Tariffs, which were previously frontloaded, have exacerbated the period of lower demand.
Recent data from analyst Freightos shows a consistent decline in container rates originating from Asia, reaching values below the lowest points of 2024.
Several factors contribute to this downward trend, including the reduced demand following the Lunar New Year, restructuring within new carrier alliances, and increased capacity.
For instance, the Asia-Europe market has experienced an 11% decline in rates, dropping to $2,740 per forty-foot equivalent unit (FEU), which is 14% below the previous 2024 minimum. Similarly, rates from Asia to the Mediterranean have shrunk by 9%, now below $3,800 per FEU. These figures indicate an unusually strong post-holiday demand slump, potentially exacerbated by anticipatory stocking before the holidays to avoid delays caused by diversions away from the Red Sea.
Despite the overall market congestion, particularly at European hubs, carriers have attempted to implement general rate increases for April. However, these efforts in March were largely unsuccessful.
On the trans-Pacific routes, the situation is more complex. While there are signs of stronger demand triggered by frontloading, the anticipation of eventual tariffs and sufficient inventory levels suggest that the latter half of the year may experience weaker-than-usual performance.
Trans-Pacific rates have also followed a downward trajectory. Westbound routes to the United States are currently priced at approximately $2,400 per FEU, while eastern routes are slightly higher at $3,500. Both rates reflect a significant decrease, 18% below the 2024 figures.
Alliance reshuffles and a capacity-driven oversupply, initially observed in 2023, despite temporary absorption due to Red Sea diversions, have contributed to this decline.

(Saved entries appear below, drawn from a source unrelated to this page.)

//! The arena byte buffer.
//!
//! One contiguous allocation, obtained once at construction, with a bump
//! frontier marking how much of it has been claimed. Everything past the
//! frontier is zeroed, so a freshly claimed block always reads as zeros.

use memkeep_common::{MemoryError, MemoryResult};

/// Fixed-capacity byte buffer with a bump frontier.
///
/// # Thread Safety
///
/// The buffer is NOT synchronized. The memory manager only touches it while
/// holding its guard.
pub struct ArenaBuffer {
    /// The backing bytes.
    data: Box<[u8]>,
    /// Bytes claimed from the start of `data`.
    frontier: usize,
}

impl ArenaBuffer {
    /// Allocates a zeroed buffer of `capacity` bytes.
    ///
    /// # Errors
    ///
    /// Returns [`MemoryError::AllocationFailure`] if the system refuses the
    /// reservation.
    pub fn with_capacity(capacity: usize) -> MemoryResult<Self> {
        let mut data = Vec::new();
        data.try_reserve_exact(capacity)
            .map_err(|e| MemoryError::AllocationFailure {
                capacity,
                reason: e.to_string(),
            })?;
        data.resize(capacity, 0);

        Ok(Self {
            data: data.into_boxed_slice(),
            frontier: 0,
        })
    }

    /// Returns the total capacity in bytes.
    #[inline]
    pub fn capacity(&self) -> usize {
        self.data.len()
    }

    /// Returns the allocation frontier.
    #[inline]
    pub fn frontier(&self) -> usize {
        self.frontier
    }

    /// Returns the bytes left between the frontier and the end.
    #[inline]
    pub fn available(&self) -> usize {
        self.capacity() - self.frontier
    }

    /// Claims `size` bytes at the frontier and returns their offset.
    ///
    /// Returns `None` without moving the frontier if they do not fit.
    pub(crate) fn claim(&mut self, size: usize) -> Option<usize> {
        let end = self.frontier.checked_add(size)?;
        if end > self.capacity() {
            return None;
        }
        let offset = self.frontier;
        self.frontier = end;
        Some(offset)
    }

    /// Returns `len` bytes starting at `offset`.
    #[inline]
    pub(crate) fn slice(&self, offset: usize, len: usize) -> &[u8] {
        &self.data[offset..offset + len]
    }

    /// Returns `len` mutable bytes starting at `offset`.
    #[inline]
    pub(crate) fn slice_mut(&mut self, offset: usize, len: usize) -> &mut [u8] {
        &mut self.data[offset..offset + len]
    }

    /// Moves `len` bytes from `src` to `dst`. The ranges may overlap.
    pub(crate) fn move_within(&mut self, src: usize, len: usize, dst: usize) {
        if src != dst && len > 0 {
            self.data.copy_within(src..src + len, dst);
        }
    }

    /// Pulls the frontier back to `frontier`, zeroing the released tail.
    pub(crate) fn rewind(&mut self, frontier: usize) {
        debug_assert!(frontier <= self.frontier);
        self.data[frontier..self.frontier].fill(0);
        self.frontier = frontier;
    }
}

impl std::fmt::Debug for ArenaBuffer {
    fn fmt(&self, f: &mut std::fmt::Formatter<'_>) -> std::fmt::Result {
        f.debug_struct("ArenaBuffer")
            .field("capacity", &self.capacity())
            .field("frontier", &self.frontier)
            .finish()
    }
}
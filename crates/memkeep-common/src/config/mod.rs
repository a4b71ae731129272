//! Configuration for memkeep.
//!
//! Parsing configuration files is the job of the embedding process; this
//! module only defines the values the memory manager accepts at
//! construction time.

mod manager;

pub use manager::ManagerConfig;
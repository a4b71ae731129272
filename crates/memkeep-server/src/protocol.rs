//! Wire protocol.
//!
//! Requests and responses are bincode-encoded and carried in frames:
//!
//! ```text
//! ┌────────────┬────────────┬──────────────────────┐
//! │ magic: u32 │  len: u32  │  payload (len bytes) │
//! └────────────┴────────────┴──────────────────────┘
//! ```
//!
//! The header is big-endian. One request frame is answered by exactly one
//! response frame, in order, on the same connection.

use memkeep_common::BlockId;
use memkeep_core::{ArenaUsage, StatsSnapshot};
use serde::{Deserialize, Serialize};

/// A request sent to the memory service.
#[derive(Debug, Clone, PartialEq, Eq, Serialize, Deserialize)]
pub enum Request {
    /// Allocate a block of `size` bytes.
    Create {
        /// Block size in bytes.
        size: u64,
    },
    /// Write `data` at the start of a block.
    Set {
        /// Target block.
        id: BlockId,
        /// Bytes to write.
        data: Vec<u8>,
    },
    /// Read the first `size` bytes of a block.
    Get {
        /// Source block.
        id: BlockId,
        /// Bytes to read.
        size: u64,
    },
    /// Add a reference to a block.
    IncreaseRefCount {
        /// Target block.
        id: BlockId,
    },
    /// Drop a reference to a block.
    DecreaseRefCount {
        /// Target block.
        id: BlockId,
    },
    /// Compact the arena.
    Defragment,
    /// Fetch usage and counters.
    Stats,
}

impl Request {
    /// Short operation name, used in logs.
    pub fn name(&self) -> &'static str {
        match self {
            Self::Create { .. } => "create",
            Self::Set { .. } => "set",
            Self::Get { .. } => "get",
            Self::IncreaseRefCount { .. } => "increase_ref_count",
            Self::DecreaseRefCount { .. } => "decrease_ref_count",
            Self::Defragment => "defragment",
            Self::Stats => "stats",
        }
    }
}

/// Usage and counters reported by [`Request::Stats`].
#[derive(Debug, Clone, Copy, PartialEq, Eq, Serialize, Deserialize)]
pub struct ServiceStats {
    /// Arena usage.
    pub usage: ArenaUsage,
    /// Manager counters.
    pub counters: StatsSnapshot,
}

/// A response from the memory service.
#[derive(Debug, Clone, PartialEq, Eq, Serialize, Deserialize)]
pub enum Response {
    /// A block was created.
    Created {
        /// The new block.
        id: BlockId,
    },
    /// The request succeeded and carries no data.
    Ok,
    /// Bytes read from a block.
    Data {
        /// The bytes.
        bytes: Vec<u8>,
    },
    /// Usage and counters.
    Stats(ServiceStats),
    /// The request failed.
    Error {
        /// Numeric [`memkeep_common::ErrorCode`].
        code: u16,
        /// Human-readable message.
        message: String,
    },
}

/// Frame encoding and decoding.
pub mod frame {
    use bytes::{Buf, BufMut, Bytes, BytesMut};
    use memkeep_common::MAX_FRAME_PAYLOAD;
    use serde::de::DeserializeOwned;
    use serde::Serialize;

    use crate::error::{ProtocolError, ProtocolResult};

    /// Magic number opening every frame.
    pub const FRAME_MAGIC: u32 = 0x4D4B_4550; // "MKEP"

    /// Header size in bytes.
    pub const HEADER_SIZE: usize = 4 + 4; // magic + len

    /// Largest block read that fits in one `Response::Data` frame.
    pub const MAX_DATA_LEN: usize = MAX_FRAME_PAYLOAD - (4 + 8); // variant tag + vec len

    /// Encodes a message into a frame.
    pub fn encode<T: Serialize>(message: &T) -> ProtocolResult<Bytes> {
        let payload = bincode::serialize(message)
            .map_err(|e| ProtocolError::SerializationFailed(e.to_string()))?;

        if payload.len() > MAX_FRAME_PAYLOAD {
            return Err(ProtocolError::FrameTooLarge {
                size: payload.len(),
                max: MAX_FRAME_PAYLOAD,
            });
        }

        let mut buf = BytesMut::with_capacity(HEADER_SIZE + payload.len());
        buf.put_u32(FRAME_MAGIC);
        buf.put_u32(payload.len() as u32);
        buf.put_slice(&payload);

        Ok(buf.freeze())
    }

    /// Decodes a complete frame.
    pub fn decode<T: DeserializeOwned>(mut data: Bytes) -> ProtocolResult<T> {
        if data.len() < HEADER_SIZE {
            return Err(ProtocolError::DeserializationFailed(
                "frame too short".to_string(),
            ));
        }

        let magic = data.get_u32();
        if magic != FRAME_MAGIC {
            return Err(ProtocolError::DeserializationFailed(format!(
                "invalid magic: {magic:08x}"
            )));
        }

        let len = data.get_u32() as usize;
        if len > MAX_FRAME_PAYLOAD {
            return Err(ProtocolError::FrameTooLarge {
                size: len,
                max: MAX_FRAME_PAYLOAD,
            });
        }
        if data.len() < len {
            return Err(ProtocolError::DeserializationFailed(
                "incomplete frame".to_string(),
            ));
        }

        bincode::deserialize(&data.slice(..len))
            .map_err(|e| ProtocolError::DeserializationFailed(e.to_string()))
    }

    /// Checks whether `data` starts with a complete frame.
    ///
    /// Returns the frame size if complete, `None` if more bytes are needed,
    /// and an error as soon as the header announces an oversized payload.
    pub fn frame_size(data: &[u8]) -> ProtocolResult<Option<usize>> {
        if data.len() < HEADER_SIZE {
            return Ok(None);
        }

        let len = u32::from_be_bytes([data[4], data[5], data[6], data[7]]) as usize;
        if len > MAX_FRAME_PAYLOAD {
            return Err(ProtocolError::FrameTooLarge {
                size: len,
                max: MAX_FRAME_PAYLOAD,
            });
        }

        let total = HEADER_SIZE + len;
        Ok((data.len() >= total).then_some(total))
    }
}

#[cfg(test)]
mod tests {
    use super::frame::{self, FRAME_MAGIC, HEADER_SIZE};
    use super::*;
    use crate::error::ProtocolError;
    use bytes::{BufMut, Bytes, BytesMut};
    use memkeep_common::MAX_FRAME_PAYLOAD;

    #[test]
    fn test_frame_layout() {
        let encoded = frame::encode(&Request::Defragment).unwrap();
        assert_eq!(&encoded[..4], &FRAME_MAGIC.to_be_bytes());
        let len = u32::from_be_bytes([encoded[4], encoded[5], encoded[6], encoded[7]]) as usize;
        assert_eq!(encoded.len(), HEADER_SIZE + len);
    }

    #[test]
    fn test_request_round_trip() {
        let request = Request::Set {
            id: BlockId::new(3),
            data: b"Hola\0".to_vec(),
        };
        let encoded = frame::encode(&request).unwrap();
        let decoded: Request = frame::decode(encoded).unwrap();
        assert_eq!(decoded, request);
    }

    #[test]
    fn test_frame_size_waits_for_complete_frame() {
        let encoded = frame::encode(&Response::Data { bytes: vec![7; 32] }).unwrap();

        assert_eq!(frame::frame_size(&encoded[..3]).unwrap(), None);
        assert_eq!(frame::frame_size(&encoded[..HEADER_SIZE + 1]).unwrap(), None);
        assert_eq!(frame::frame_size(&encoded).unwrap(), Some(encoded.len()));

        let mut two = BytesMut::new();
        two.extend_from_slice(&encoded);
        two.extend_from_slice(&encoded);
        assert_eq!(frame::frame_size(&two).unwrap(), Some(encoded.len()));
    }

    #[test]
    fn test_bad_magic_rejected() {
        let mut buf = BytesMut::new();
        buf.put_u32(0xDEAD_BEEF);
        buf.put_u32(0);
        let result: Result<Request, _> = frame::decode(buf.freeze());
        assert!(matches!(result, Err(ProtocolError::DeserializationFailed(_))));
    }

    #[test]
    fn test_oversized_header_rejected() {
        let mut buf = BytesMut::new();
        buf.put_u32(FRAME_MAGIC);
        buf.put_u32(MAX_FRAME_PAYLOAD as u32 + 1);
        assert!(matches!(
            frame::frame_size(&buf),
            Err(ProtocolError::FrameTooLarge { .. })
        ));
    }

    #[test]
    fn test_truncated_frame_rejected() {
        let encoded = frame::encode(&Request::Stats).unwrap();
        let truncated = Bytes::copy_from_slice(&encoded[..HEADER_SIZE - 1]);
        let result: Result<Request, _> = frame::decode(truncated);
        assert!(result.is_err());
    }

    #[test]
    fn test_max_data_len_fits_in_frame() {
        let response = Response::Data {
            bytes: vec![0; frame::MAX_DATA_LEN],
        };
        let encoded = frame::encode(&response).unwrap();
        assert_eq!(encoded.len(), HEADER_SIZE + MAX_FRAME_PAYLOAD);

        let response = Response::Data {
            bytes: vec![0; frame::MAX_DATA_LEN + 1],
        };
        assert!(matches!(
            frame::encode(&response),
            Err(ProtocolError::FrameTooLarge { .. })
        ));
    }

    #[test]
    fn test_request_names() {
        assert_eq!(Request::Create { size: 1 }.name(), "create");
        assert_eq!(Request::Defragment.name(), "defragment");
    }
}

Freightos’ analysis predicts more market volatility as the global economy grapples with uncertainties, such as the possibility of increased tariffs on Chinese goods and the potential reinstatement of tariffs on Canadian and Mexican products. The ongoing investigation by the Federal Maritime Commission into the impact of international factors on container choke points further complicates the outlook.